For the study, Mandell and his colleagues looked at survey data collected between 2002 and 2007 on 47,942 children, 147 of whom had an autism diagnosis. Although a significant number of mothers were affected by whether or not their child had autism, they did not find much difference in employment rate or earnings for fathers.
While the findings are preliminary, the study is among the first to look at the impact of lost income on families who have a child with autism. Previously, most studies looking at the economic implications of the developmental disorder have focused on the direct cost of treatment and other care.
“Previously, most studies looking at the economic implications of the developmental disorder have focused on the direct cost of treatment and other care.” Can you link to those studies?
This study just tells what those of us with children with autism have known for years. My wife and I have 2 boys with ASD. In our community finding daycare is not a possibility. We live in Nebraska which has ranked 49th in access to services for people with disabilities. I think that research should be geared toward better things than a no brainer like this. For the people in the autism community the recession has been going on for much longer than a few years.
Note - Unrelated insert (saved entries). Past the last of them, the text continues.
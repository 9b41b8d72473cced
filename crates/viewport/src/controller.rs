use sessionlens_core::{Message, MessageId, SortDirection};
use tracing::{debug, info};

use crate::config::ViewportConfig;
use crate::engine::Viewport;

/// Where the detail view is in a session's viewing lifetime.
#[derive(Debug, Clone, PartialEq, Eq, Default)]
pub enum ViewState {
    #[default]
    Empty,
    Loaded {
        session_id: String,
    },
    /// Messages for `to` are being fetched; `from` stays on screen meanwhile.
    Switching {
        from: Option<String>,
        to: String,
    },
}

/// Session switching, message selection and ordering on top of one [`Viewport`].
#[derive(Debug, Clone)]
pub struct SessionController {
    viewport: Viewport,
    state: ViewState,
    sessions: Vec<String>,
    session_index: Option<usize>,
    selection: Option<usize>,
    sort: SortDirection,
    compact_tools: bool,
    pending_focus: Option<MessageId>,
}

impl SessionController {
    pub fn new(config: ViewportConfig, sort: SortDirection, compact_tools: bool) -> Self {
        Self {
            viewport: Viewport::new(config),
            state: ViewState::Empty,
            sessions: Vec::new(),
            session_index: None,
            selection: None,
            sort,
            compact_tools,
            pending_focus: None,
        }
    }

    // ── Sessions ──────────────────────────────────────────────────────────

    /// Replace the outer session list (ids in display order).
    pub fn set_sessions(&mut self, ids: Vec<String>) {
        self.sessions = ids;
        self.session_index = self
            .current_or_target()
            .and_then(|id| self.sessions.iter().position(|s| s == id));
    }

    fn current_or_target(&self) -> Option<&str> {
        match &self.state {
            ViewState::Empty => None,
            ViewState::Loaded { session_id } => Some(session_id.as_str()),
            ViewState::Switching { to, .. } => Some(to.as_str()),
        }
    }

    /// Begin switching to `session_id`. Returns the id to fetch, or `None`
    /// when it is already on screen.
    pub fn open_session(&mut self, session_id: &str) -> Option<String> {
        if self.current_session() == Some(session_id)
            && matches!(self.state, ViewState::Loaded { .. })
        {
            return None;
        }
        let from = self.current_session().map(str::to_string);
        self.state = ViewState::Switching {
            from,
            to: session_id.to_string(),
        };
        self.session_index = self.sessions.iter().position(|s| s == session_id);
        debug!(session_id, "switching session");
        Some(session_id.to_string())
    }

    pub fn open_index(&mut self, index: usize) -> Option<String> {
        let id = self.sessions.get(index)?.clone();
        self.open_session(&id)
    }

    pub fn next_session(&mut self) -> Option<String> {
        let next = match self.session_index {
            Some(i) if i + 1 < self.sessions.len() => i + 1,
            Some(_) => return None,
            None if self.sessions.is_empty() => return None,
            None => 0,
        };
        self.open_index(next)
    }

    pub fn previous_session(&mut self) -> Option<String> {
        let previous = match self.session_index {
            Some(i) if i > 0 => i - 1,
            Some(_) => return None,
            None if self.sessions.is_empty() => return None,
            None => 0,
        };
        self.open_index(previous)
    }

    /// Messages arrived for `session_id` (in chronological order).
    ///
    /// Completes a pending switch with a full reset, or refreshes the loaded
    /// session in place. Results for any other session are stale and dropped.
    pub fn apply_messages(&mut self, session_id: &str, messages: Vec<Message>) -> bool {
        let messages = self.sort.arrange(messages);
        match &self.state {
            ViewState::Switching { to, .. } if to == session_id => {
                self.viewport.load(messages);
                self.selection = None;
                self.state = ViewState::Loaded {
                    session_id: session_id.to_string(),
                };
                info!(
                    session_id,
                    messages = self.viewport.len(),
                    "session loaded"
                );
                if let Some(id) = self.pending_focus.take() {
                    self.focus_message(&id);
                }
                true
            }
            ViewState::Loaded { session_id: current } if current == session_id => {
                let selected = self.selected_message().map(|m| m.id.clone());
                self.viewport.refresh(messages);
                self.selection = selected.and_then(|id| self.viewport.model().index_of(&id));
                debug!(session_id, messages = self.viewport.len(), "session refreshed");
                true
            }
            _ => {
                debug!(session_id, "dropping messages for a session no longer shown");
                false
            }
        }
    }

    /// Loading `session_id` failed: go back to what was shown before.
    pub fn fail_load(&mut self, session_id: &str) {
        let ViewState::Switching { from, to } = &self.state else {
            return;
        };
        if to != session_id {
            return;
        }
        self.state = match from.clone() {
            Some(session_id) => ViewState::Loaded { session_id },
            None => ViewState::Empty,
        };
        self.pending_focus = None;
        self.session_index = self
            .current_session()
            .and_then(|id| self.sessions.iter().position(|s| s == id));
    }

    // ── Selection ─────────────────────────────────────────────────────────

    /// Select message `index` (clamped), scrolling only if it is not already
    /// fully visible.
    pub fn select(&mut self, index: usize) -> Option<usize> {
        let len = self.viewport.len();
        if len == 0 {
            self.selection = None;
            return None;
        }
        let index = index.min(len - 1);
        self.selection = Some(index);
        if !self.viewport.is_fully_visible(index) {
            let margin = self.viewport.config().selection_margin;
            let target = self.viewport.model().offset(index).saturating_sub(margin);
            self.viewport.on_scroll(target);
        }
        Some(index)
    }

    pub fn select_next(&mut self) -> Option<usize> {
        let next = self.selection.map_or(0, |i| i.saturating_add(1));
        self.select(next)
    }

    pub fn select_previous(&mut self) -> Option<usize> {
        let previous = self.selection.map_or(0, |i| i.saturating_sub(1));
        self.select(previous)
    }

    pub fn select_first(&mut self) -> Option<usize> {
        self.select(0)
    }

    pub fn select_last(&mut self) -> Option<usize> {
        self.select(self.viewport.len().saturating_sub(1))
    }

    pub fn clear_selection(&mut self) {
        self.selection = None;
    }

    /// Select a message by id. If the session is still loading, the focus is
    /// kept and applied once it arrives; unknown ids are dropped.
    pub fn focus_message(&mut self, id: &MessageId) -> bool {
        if matches!(self.state, ViewState::Switching { .. }) {
            self.pending_focus = Some(id.clone());
            return false;
        }
        match self.viewport.model().index_of(id) {
            Some(index) => {
                self.select(index);
                true
            }
            None => {
                debug!(msg_id = %id, "focus target not in session");
                false
            }
        }
    }

    // ── Modes ─────────────────────────────────────────────────────────────

    /// Flip the sort order, keeping the selected message selected.
    pub fn toggle_sort(&mut self) -> SortDirection {
        self.sort = self.sort.toggled();
        self.viewport.reverse_order();
        match self.selection {
            Some(i) => {
                let mirrored = self.viewport.len().saturating_sub(1).saturating_sub(i);
                self.selection = None;
                self.select(mirrored);
            }
            None => self.viewport.on_scroll(0),
        }
        self.sort
    }

    /// Toggle compact tool output. Heights change with it, so the cache is dropped.
    pub fn toggle_compact_tools(&mut self) -> bool {
        self.compact_tools = !self.compact_tools;
        self.viewport.invalidate_layout();
        if let Some(i) = self.selection {
            self.select(i);
        }
        self.compact_tools
    }

    // ── Accessors ─────────────────────────────────────────────────────────

    pub fn state(&self) -> &ViewState {
        &self.state
    }

    /// Session whose messages are on screen.
    pub fn current_session(&self) -> Option<&str> {
        match &self.state {
            ViewState::Empty => None,
            ViewState::Loaded { session_id } => Some(session_id.as_str()),
            ViewState::Switching { from, .. } => from.as_deref(),
        }
    }

    /// Whether a load of `session_id` is still outstanding.
    pub fn is_switching_to(&self, session_id: &str) -> bool {
        matches!(&self.state, ViewState::Switching { to, .. } if to == session_id)
    }

    pub fn session_index(&self) -> Option<usize> {
        self.session_index
    }

    pub fn selection(&self) -> Option<usize> {
        self.selection
    }

    pub fn selected_message(&self) -> Option<&Message> {
        self.selection.and_then(|i| self.viewport.model().message(i))
    }

    pub fn sort(&self) -> SortDirection {
        self.sort
    }

    pub fn compact_tools(&self) -> bool {
        self.compact_tools
    }

    pub fn viewport(&self) -> &Viewport {
        &self.viewport
    }

    pub fn viewport_mut(&mut self) -> &mut Viewport {
        &mut self.viewport
    }
}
I believe part of the issue is that Autism is unpredictable. I work with a couple of groups due to the fact that my daughter is dually diagnosed with Down syndrome and Autism. The group for parents of kids with Down syndrome offers child care during meetings, in general you can figure what to expect from a group of kids with Down syndrome. The group for kids with autism has found that we cannot offer child care because Autism can manifest so amazingly differently from one child to another. I believe meltdowns are the biggest issue, meltdowns can be very different in different children, and primarily what sets them off can be very different and what calms them down can be very different. The training level needed for the volunteers makes it cost restrictive to offer childcare to our group. So yes, the support isn’t there, but in order for that to happen we really need to get more people trained in how to manage behaviors that can be very diverse.
Amen, My son has SPD (Sensory Processing Disorder on the austistic spectrum, along with other issues. Most of these kids have more than one diagnosis, and both my husband and I work full time (My husband actually works two jobs one full and one part time). All of them are decent paying jobs, and we carry insurance but even with insurance the co-pays time off work, other medical issues (not covered or only partially covered adds up ) and we can barely make ends meet. It has ruined our credit (and we had perfect credit before0 WE NEVER GO ON VACATION, rarely eat out (and then it is only fast food) and we scrimp and save everywhere we can. And still struggle. It is sad, and we can’t get any help finacially (and we only ask that they help us cover what insurance doesn’t – so sad) and we know tons of other families just like us. It is hard to work all those hours and still provide for our son especially one with special needs that requires so much more time and energy. It is affecting us and our health. And it is sad when we see others who don’t try and get all kind of assistance. It is not just those with autism it is many different kids/ and adults with disibilities.